On the issue of costs, the taxpayer asked for (i) solicitor-client costs, or (ii) a fixed amount under Rule 147, or (iii) the tariff costs. The Crown argued that only tariff costs should be awarded. Describing the case as “very unusual, difficult, and hopefully exceptional, case”, the Tax Court considered the pre-appeal conduct of the CRA (among other factors) and awarded the taxpayer a lump sum amount of $10,635 (2014 TCC 50).

The Tax Court repeated its view that costs may be awarded against the Crown where it pursues a meritless case in the Tax Court:

[21] … There are perhaps some arguments and some cases that the Canada Revenue Agency just should not pursue. The Crown is not a private party. By reassessing a taxpayer and failing to resolve its objection, the Crown is forcing its citizen/taxpayers to take it to Court. If the Crown’s position does not have a reasonable degree of sustainability, and is in fact entirely rejected, it is entirely appropriate that the Crown should be aware it is proceeding subject to the risk of a possibly increased award of costs against it if it is unsuccessful.

The Crown appealed and the taxpayer cross-appealed.

The Federal Court of Appeal noted that a discretionary cost award should only be set aside if the judge made an error in principle or if the award is plainly wrong (see Hamilton v. Open Window Bakery (2004 SCC 9) and Sun Indalex Finance LLC v. United Steelworkers (2013 SCC 6)).

In the Court of Appeal, the Crown alleged that the Tax Court judge had made an error of fact  (i.e., the finding that the CRA auditor had been deceitful in providing incorrect information), and an error of law (i.e., relying on the auditor’s deceitful conduct as a basis for awarding increased costs).
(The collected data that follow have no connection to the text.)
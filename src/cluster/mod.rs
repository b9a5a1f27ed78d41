//! Cluster-side collaborators handed to the API layer.
//!
//! # Data Flow
//! ```text
//! startup
//!     → ClusterConfig (read-only, from the [cluster] config section)
//!     → Friends       (peer directory, mutated by friend routes)
//!     → TaskStore     (owned by the task controller)
//!     → wrapped in Arc, bound into the ApiHandler once
//! ```
//!
//! # Design Decisions
//! - Each collaborator owns its own synchronization (DashMap shards)
//! - The API layer never reassigns these handles after construction

pub mod config;
pub mod friends;
pub mod tasks;

pub use config::ClusterConfig;
pub use friends::{Friend, FriendError, Friends};
pub use tasks::{Task, TaskError, TaskStore};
On the first issue, the Court held there was no error of law because the Crown admitted the auditor had engaged in deceitful behavior. On the second issue, the Court noted that conduct that occurs prior to a proceeding may be taken into account if such conduct unduly and unnecessarily prolongs the proceeding (see Merchant v. Canada (2001 FCA 19) and Canada v. Landry (2010 FCA 135)). However, the Court stated that the audit and objection stages are not a “proceeding”, which is defined in section 2 of the Rules as an appeal or reference. Accordingly, the Court stated, “the Judge erred in principle in allowing an amount incurred in respect of costs unrelated to the appeal which were incurred at the objection stage. Those expenses, by definition, were not incurred as part of the appeal ‘proceeding’”.

In respect of the cross-appeal, the Court of Appeal considered whether the lower court had erred in declining to award solicitor-client costs. The Court held there was no error because such costs could not include pre-appeal costs, and even if such costs could be awarded, solicitor-client costs are awarded only where there has been reprehensible, scandalous or outrageous misconduct connected with the litigation (see also Scavuzzo v. The Queen (2006 TCC 90)).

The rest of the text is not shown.